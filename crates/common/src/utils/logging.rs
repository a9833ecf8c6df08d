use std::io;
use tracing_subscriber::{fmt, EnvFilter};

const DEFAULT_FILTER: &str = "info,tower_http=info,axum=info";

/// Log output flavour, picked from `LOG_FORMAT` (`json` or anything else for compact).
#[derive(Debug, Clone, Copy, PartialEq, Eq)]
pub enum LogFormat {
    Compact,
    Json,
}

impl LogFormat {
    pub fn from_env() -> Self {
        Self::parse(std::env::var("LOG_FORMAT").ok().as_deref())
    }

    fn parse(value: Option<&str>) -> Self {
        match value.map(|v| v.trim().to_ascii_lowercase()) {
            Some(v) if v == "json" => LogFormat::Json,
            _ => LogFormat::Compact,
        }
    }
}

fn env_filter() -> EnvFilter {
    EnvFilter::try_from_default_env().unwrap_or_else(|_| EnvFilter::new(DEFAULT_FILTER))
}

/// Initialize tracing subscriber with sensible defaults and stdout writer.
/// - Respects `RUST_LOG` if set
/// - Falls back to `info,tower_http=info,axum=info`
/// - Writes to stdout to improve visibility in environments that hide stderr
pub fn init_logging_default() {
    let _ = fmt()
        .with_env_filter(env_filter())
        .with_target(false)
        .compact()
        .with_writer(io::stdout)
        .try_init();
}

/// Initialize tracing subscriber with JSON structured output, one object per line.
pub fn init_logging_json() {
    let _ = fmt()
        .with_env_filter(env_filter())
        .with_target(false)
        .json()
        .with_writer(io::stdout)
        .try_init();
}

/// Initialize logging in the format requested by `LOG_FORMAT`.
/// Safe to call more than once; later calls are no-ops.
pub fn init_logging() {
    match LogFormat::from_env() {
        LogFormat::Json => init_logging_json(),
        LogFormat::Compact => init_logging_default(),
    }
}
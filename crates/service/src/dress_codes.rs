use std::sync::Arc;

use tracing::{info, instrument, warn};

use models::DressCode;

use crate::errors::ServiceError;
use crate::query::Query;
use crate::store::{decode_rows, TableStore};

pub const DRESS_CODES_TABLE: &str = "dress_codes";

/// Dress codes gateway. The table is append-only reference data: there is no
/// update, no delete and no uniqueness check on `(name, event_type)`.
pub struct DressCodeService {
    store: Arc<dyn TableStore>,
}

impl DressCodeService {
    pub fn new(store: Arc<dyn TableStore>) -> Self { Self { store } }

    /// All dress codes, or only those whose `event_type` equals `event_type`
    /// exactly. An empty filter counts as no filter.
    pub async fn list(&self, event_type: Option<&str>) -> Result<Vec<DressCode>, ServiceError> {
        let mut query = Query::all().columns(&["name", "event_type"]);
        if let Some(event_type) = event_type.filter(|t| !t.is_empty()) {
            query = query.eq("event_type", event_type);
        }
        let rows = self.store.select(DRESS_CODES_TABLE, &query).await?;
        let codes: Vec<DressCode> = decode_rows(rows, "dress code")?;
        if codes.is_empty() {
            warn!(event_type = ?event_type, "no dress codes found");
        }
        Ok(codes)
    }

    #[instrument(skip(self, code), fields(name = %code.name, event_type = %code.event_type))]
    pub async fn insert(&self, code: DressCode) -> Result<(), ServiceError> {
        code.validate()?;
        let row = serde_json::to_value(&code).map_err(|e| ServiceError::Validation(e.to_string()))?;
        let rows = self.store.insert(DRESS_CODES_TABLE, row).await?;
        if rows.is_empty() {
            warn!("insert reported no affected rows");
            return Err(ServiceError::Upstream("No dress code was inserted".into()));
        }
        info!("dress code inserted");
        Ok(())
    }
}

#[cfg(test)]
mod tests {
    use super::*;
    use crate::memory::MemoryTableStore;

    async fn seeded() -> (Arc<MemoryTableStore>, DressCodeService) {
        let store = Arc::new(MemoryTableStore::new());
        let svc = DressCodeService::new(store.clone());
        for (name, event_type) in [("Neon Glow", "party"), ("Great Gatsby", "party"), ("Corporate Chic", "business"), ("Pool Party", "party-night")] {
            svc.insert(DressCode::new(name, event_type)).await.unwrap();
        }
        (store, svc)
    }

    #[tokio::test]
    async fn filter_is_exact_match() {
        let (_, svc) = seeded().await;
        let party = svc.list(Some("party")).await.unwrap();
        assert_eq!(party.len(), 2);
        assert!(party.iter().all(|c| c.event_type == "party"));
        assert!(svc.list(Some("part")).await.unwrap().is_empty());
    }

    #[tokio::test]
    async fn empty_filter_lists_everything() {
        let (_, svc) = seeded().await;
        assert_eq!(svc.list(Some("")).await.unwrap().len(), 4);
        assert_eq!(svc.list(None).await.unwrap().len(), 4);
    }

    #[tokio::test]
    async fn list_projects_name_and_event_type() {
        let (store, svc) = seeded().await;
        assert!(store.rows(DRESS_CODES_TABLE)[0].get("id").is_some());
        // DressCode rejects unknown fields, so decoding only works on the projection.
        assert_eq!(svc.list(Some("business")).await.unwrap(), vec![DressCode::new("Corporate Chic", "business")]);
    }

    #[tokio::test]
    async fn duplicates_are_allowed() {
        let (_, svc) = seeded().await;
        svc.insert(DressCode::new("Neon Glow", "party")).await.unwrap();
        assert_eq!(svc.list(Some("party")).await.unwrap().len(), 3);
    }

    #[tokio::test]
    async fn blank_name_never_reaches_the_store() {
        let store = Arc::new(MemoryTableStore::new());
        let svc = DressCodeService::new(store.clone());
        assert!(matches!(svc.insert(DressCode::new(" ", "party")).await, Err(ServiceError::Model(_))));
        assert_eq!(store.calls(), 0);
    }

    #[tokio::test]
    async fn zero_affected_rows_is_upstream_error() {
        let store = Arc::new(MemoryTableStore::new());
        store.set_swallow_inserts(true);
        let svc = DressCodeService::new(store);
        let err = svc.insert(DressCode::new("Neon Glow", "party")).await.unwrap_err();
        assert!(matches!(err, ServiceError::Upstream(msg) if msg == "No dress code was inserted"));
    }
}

Task to complete:
Search the material above for the word "const", and return each line that holds it.

Solution:
const DEFAULT_FILTER: &str = "info,tower_http=info,axum=info";
pub const DRESS_CODES_TABLE: &str = "dress_codes";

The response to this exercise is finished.